Most people who lose weight through caloric restriction eventually regain the weight they lost, if not more, she said.

However, calorie counting remains a pillar of mainstream medical advice for losing weight.

“The benefits of counting calories as a strategy to change diet are that it promotes awareness of what is being eaten, helps someone identify where their extra calories are coming from, allows them to determine where changes in their diet could be made, and helps them work toward a goal,” Christine Pellegrini, PhD, an assistant professor in the Department of Exercise Science and the Arnold School of Public Health at the University of South Carolina, told Healthline.

“If you are not tracking your diet, it is extremely difficult to guess how many calories you are consuming,” she added.

It’s also challenging for many people to estimate how many calories they burn through exercise.

To help them track those burned calories, a wide variety of wearable physical activity monitors have hit the market.

“The effectiveness of these devices for modifying diet, activity, and weight is not clear yet, but so far, they do not seem harmful to most people’s health,” Pellegrini said.

Many apps, websites, and other tools for tracking calories are also available.

Some of them are more customizable than the calorie-counting feature that was integrated into Google Maps, which didn’t account for differences in users’ physical traits.

“The integration of calorie counts into Google Maps is interesting, but there are many challenges with this feature,” Pellegrini said.

“First, energy expenditure is going to differ for everyone, even over the same distance. Age, sex, weight, and body composition are just some of the factors that will influence energy expenditure. Second, many people are not familiar with how many calories they are eating or how many they should be eating. Therefore, providing someone the number of calories they are burning may or may not be helpful,” she said.
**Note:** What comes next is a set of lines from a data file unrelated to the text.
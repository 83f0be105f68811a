use pipesheet_common::{CalcError, Value};

/// Position and copy state of the cell a function call runs in.
#[derive(Debug, Copy, Clone)]
pub struct FunctionContext {
    pub row: usize,
    pub col: usize,
    /// Consecutive `^^` steps that produced this cell's formula. `incFrom`
    /// adds it to its argument, which is what makes a copied formula count
    /// up as it propagates down a column.
    pub copy_count: i64,
}

/// A named operation over already-evaluated (and spread-flattened)
/// argument values.
///
/// Implementations are registered in a
/// [`FunctionRegistry`](crate::FunctionRegistry) and looked up by exact
/// name at call time. Arity is enforced at dispatch from `min_args` and
/// `variadic`; argument types are the implementation's business.
pub trait Function: Send + Sync + 'static {
    fn name(&self) -> &'static str;

    /// Required argument count, exact unless [`variadic`](Self::variadic).
    fn min_args(&self) -> usize {
        0
    }

    /// Whether arguments beyond `min_args` are accepted.
    fn variadic(&self) -> bool {
        false
    }

    fn eval(&self, args: &[Value], ctx: &FunctionContext) -> Result<Value, CalcError>;
}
However, even imprecise calorie estimates might prompt some people to make healthier choices, Pellegrini suggested.

In contrast, Muhlheim advocated an intuitive approach to eating.

“I think it’s far better to encourage intuitive eating, which is listening to one’s body and eating according to hunger, fullness, and taste — rather than according to some external rules,” she said.

“I’m not sure it’s up to software developers to encourage exercise,” she continued. “I think it’s far more important to promote that bodies of all sizes and shapes have value and deserve access to good food and movement as they wish and without judgement.”